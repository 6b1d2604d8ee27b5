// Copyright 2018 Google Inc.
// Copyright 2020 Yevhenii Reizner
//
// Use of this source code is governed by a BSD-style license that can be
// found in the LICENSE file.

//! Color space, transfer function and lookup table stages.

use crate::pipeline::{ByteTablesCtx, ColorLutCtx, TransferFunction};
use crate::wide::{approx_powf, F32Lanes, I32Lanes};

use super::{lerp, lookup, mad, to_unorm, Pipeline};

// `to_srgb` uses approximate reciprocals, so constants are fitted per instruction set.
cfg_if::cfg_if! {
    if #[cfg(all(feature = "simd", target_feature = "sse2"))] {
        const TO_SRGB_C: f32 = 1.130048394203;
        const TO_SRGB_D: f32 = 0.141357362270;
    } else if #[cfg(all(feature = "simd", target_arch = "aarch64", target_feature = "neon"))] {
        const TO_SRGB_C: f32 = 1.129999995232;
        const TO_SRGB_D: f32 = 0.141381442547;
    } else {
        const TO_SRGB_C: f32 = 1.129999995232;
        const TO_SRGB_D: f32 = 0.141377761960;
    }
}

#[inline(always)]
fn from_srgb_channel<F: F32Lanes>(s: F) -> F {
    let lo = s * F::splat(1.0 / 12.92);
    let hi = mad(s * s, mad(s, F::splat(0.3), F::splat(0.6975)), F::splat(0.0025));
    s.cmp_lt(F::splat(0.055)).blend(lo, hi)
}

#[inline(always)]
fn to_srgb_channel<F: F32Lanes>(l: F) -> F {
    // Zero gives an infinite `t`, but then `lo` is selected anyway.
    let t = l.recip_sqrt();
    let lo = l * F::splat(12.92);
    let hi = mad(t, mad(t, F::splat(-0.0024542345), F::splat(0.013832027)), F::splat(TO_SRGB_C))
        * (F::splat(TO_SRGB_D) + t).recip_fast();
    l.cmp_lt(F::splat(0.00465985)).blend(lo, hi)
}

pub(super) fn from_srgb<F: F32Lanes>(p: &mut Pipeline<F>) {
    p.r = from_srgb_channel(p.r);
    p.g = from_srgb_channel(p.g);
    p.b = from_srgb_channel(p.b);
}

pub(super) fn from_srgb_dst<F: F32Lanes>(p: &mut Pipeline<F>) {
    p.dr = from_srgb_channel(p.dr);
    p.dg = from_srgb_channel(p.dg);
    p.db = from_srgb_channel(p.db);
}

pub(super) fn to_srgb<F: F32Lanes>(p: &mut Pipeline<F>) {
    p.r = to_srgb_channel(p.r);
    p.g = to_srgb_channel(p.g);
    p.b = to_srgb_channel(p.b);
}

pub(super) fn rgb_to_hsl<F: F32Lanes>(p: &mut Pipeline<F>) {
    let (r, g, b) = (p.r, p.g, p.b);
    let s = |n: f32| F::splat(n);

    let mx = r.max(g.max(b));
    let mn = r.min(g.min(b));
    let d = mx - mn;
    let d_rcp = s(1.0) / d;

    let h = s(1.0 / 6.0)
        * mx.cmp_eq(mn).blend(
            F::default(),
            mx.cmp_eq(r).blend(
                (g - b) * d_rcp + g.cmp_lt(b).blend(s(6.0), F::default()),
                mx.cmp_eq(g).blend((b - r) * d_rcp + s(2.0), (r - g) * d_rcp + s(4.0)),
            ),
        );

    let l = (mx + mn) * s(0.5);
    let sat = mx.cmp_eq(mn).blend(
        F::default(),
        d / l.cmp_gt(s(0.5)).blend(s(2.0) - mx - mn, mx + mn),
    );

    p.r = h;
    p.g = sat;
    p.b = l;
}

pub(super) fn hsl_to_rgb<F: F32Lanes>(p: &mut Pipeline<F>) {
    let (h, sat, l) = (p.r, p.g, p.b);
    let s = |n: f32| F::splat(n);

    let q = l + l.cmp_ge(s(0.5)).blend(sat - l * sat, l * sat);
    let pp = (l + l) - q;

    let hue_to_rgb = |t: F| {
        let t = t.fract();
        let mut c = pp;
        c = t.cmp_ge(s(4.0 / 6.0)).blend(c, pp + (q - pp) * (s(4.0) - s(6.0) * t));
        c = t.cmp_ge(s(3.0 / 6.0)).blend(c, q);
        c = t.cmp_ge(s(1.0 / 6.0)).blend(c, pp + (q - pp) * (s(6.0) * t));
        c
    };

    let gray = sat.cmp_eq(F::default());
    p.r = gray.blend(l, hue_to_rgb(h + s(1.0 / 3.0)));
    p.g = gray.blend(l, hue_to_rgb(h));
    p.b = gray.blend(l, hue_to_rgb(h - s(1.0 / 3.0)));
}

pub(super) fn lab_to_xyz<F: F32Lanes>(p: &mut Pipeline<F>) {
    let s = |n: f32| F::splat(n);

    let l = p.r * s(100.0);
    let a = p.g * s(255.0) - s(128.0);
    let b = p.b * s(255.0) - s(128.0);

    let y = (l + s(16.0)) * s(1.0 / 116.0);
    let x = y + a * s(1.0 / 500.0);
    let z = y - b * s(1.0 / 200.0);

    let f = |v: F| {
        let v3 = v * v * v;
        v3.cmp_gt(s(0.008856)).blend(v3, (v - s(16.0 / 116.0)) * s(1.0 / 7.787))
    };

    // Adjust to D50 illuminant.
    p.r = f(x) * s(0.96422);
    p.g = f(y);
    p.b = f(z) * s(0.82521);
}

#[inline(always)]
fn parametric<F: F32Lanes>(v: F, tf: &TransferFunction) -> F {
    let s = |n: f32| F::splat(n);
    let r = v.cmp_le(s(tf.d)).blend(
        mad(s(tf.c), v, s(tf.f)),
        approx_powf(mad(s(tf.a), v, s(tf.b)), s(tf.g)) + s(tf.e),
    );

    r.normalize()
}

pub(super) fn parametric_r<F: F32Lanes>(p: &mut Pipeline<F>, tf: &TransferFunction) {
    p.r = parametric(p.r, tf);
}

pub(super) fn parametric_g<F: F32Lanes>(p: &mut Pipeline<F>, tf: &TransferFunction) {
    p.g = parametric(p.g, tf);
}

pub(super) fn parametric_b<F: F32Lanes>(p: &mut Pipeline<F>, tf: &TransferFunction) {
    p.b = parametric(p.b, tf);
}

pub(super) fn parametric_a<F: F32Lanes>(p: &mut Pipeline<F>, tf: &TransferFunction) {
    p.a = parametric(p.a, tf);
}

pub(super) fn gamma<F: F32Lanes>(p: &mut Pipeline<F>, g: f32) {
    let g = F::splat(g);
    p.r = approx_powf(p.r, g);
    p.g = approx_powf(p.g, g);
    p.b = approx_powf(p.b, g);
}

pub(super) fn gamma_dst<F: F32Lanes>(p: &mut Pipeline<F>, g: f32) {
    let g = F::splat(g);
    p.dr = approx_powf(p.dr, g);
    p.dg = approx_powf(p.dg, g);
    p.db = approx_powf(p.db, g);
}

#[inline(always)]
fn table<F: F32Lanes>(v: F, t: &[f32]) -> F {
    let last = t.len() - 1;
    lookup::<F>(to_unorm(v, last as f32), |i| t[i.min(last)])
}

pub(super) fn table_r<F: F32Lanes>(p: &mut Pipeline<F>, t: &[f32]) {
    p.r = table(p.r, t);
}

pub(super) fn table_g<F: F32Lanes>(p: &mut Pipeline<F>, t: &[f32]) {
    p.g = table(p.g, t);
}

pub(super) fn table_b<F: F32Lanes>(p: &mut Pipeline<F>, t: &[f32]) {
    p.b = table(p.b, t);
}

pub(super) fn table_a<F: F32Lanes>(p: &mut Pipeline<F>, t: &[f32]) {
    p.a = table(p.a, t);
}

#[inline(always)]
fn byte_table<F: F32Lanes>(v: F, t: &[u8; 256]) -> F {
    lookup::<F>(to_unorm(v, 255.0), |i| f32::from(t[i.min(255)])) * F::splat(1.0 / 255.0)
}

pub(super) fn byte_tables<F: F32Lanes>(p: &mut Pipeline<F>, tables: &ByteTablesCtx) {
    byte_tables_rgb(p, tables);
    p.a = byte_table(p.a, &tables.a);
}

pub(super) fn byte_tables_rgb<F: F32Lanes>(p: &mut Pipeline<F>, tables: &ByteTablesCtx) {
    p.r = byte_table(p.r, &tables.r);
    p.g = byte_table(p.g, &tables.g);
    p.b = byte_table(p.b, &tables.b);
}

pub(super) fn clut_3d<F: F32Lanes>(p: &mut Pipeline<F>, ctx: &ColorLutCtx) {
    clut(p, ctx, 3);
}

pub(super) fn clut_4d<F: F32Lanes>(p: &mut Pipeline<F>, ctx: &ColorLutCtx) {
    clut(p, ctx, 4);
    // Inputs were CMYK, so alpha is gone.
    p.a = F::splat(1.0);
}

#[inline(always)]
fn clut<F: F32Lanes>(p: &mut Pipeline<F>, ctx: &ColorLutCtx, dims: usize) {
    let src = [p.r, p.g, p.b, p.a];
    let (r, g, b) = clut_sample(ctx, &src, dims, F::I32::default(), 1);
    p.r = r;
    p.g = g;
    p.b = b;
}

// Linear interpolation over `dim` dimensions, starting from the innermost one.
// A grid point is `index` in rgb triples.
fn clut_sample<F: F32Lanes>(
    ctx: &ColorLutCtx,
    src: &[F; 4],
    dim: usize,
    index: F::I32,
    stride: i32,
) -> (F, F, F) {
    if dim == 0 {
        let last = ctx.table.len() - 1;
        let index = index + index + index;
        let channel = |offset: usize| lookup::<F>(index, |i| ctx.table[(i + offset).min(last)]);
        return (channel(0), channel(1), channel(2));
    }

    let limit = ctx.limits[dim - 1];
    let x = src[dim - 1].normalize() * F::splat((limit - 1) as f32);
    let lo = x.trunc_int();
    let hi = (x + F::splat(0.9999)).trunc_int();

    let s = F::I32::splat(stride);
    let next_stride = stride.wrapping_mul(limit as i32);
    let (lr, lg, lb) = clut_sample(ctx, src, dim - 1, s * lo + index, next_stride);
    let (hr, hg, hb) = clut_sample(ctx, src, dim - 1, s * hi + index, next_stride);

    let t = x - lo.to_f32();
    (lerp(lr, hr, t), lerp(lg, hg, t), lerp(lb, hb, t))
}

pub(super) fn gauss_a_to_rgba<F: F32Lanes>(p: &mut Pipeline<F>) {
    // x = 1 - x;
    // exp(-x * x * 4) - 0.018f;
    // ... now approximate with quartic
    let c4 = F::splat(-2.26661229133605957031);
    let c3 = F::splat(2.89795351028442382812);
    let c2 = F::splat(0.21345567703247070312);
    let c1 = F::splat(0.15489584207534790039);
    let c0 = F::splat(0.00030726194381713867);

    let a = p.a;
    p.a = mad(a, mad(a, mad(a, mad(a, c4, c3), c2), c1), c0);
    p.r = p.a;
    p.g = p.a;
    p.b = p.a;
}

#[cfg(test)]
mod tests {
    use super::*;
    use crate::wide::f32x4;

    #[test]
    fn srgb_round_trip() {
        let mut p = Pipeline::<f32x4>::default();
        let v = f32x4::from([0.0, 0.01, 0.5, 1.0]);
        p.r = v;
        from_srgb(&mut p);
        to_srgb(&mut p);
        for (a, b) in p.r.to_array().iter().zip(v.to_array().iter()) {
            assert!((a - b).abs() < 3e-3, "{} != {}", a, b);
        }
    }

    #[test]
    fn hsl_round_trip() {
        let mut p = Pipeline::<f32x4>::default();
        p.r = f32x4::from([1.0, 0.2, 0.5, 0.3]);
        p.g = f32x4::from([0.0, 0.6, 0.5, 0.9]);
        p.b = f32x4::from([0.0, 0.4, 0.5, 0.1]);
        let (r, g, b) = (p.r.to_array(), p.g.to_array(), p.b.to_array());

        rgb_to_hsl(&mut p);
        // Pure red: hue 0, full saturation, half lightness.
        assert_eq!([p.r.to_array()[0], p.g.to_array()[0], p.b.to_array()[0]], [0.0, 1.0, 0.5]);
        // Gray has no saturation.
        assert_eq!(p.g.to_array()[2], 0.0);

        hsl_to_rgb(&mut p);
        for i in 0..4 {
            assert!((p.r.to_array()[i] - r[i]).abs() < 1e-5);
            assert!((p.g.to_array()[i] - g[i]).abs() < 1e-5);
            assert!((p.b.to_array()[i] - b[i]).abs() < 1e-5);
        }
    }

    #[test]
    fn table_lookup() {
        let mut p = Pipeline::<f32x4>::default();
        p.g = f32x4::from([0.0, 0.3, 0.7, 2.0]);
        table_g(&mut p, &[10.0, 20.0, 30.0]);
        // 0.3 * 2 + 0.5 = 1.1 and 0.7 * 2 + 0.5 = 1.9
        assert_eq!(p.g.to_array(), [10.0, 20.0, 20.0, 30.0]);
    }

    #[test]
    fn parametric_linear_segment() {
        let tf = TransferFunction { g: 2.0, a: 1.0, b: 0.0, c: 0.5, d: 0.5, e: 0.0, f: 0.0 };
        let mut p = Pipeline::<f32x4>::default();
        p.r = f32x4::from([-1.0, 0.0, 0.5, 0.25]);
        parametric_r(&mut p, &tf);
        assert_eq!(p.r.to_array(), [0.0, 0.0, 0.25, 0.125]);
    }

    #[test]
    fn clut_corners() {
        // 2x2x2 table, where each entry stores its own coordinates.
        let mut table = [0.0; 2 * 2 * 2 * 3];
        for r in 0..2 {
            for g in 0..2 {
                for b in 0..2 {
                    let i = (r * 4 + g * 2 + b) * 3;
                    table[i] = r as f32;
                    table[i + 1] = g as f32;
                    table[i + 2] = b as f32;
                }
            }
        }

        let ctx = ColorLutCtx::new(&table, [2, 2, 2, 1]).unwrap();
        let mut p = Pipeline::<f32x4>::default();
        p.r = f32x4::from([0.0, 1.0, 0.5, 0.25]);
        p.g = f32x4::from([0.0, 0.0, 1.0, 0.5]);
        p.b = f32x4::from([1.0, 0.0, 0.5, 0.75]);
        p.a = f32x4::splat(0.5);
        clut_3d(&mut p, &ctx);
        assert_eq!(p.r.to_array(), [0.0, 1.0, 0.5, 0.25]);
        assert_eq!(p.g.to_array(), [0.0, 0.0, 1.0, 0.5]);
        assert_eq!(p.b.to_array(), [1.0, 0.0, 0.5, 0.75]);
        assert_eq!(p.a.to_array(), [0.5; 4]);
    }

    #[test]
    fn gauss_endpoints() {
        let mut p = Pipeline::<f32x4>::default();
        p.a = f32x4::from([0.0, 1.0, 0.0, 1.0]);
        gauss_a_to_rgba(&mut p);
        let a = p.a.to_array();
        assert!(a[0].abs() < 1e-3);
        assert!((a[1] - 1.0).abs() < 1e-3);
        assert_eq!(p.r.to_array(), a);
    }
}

Work to be completed
Of the lines above, output exactly those from the line bearing "approximate with quartic" through the line bearing "#[cfg(test)]", inclusive.

Answer space
    // ... now approximate with quartic
    let c4 = F::splat(-2.26661229133605957031);
    let c3 = F::splat(2.89795351028442382812);
    let c2 = F::splat(0.21345567703247070312);
    let c1 = F::splat(0.15489584207534790039);
    let c0 = F::splat(0.00030726194381713867);

    let a = p.a;
    p.a = mad(a, mad(a, mad(a, mad(a, c4, c3), c2), c1), c0);
    p.r = p.a;
    p.g = p.a;
    p.b = p.a;
}

#[cfg(test)]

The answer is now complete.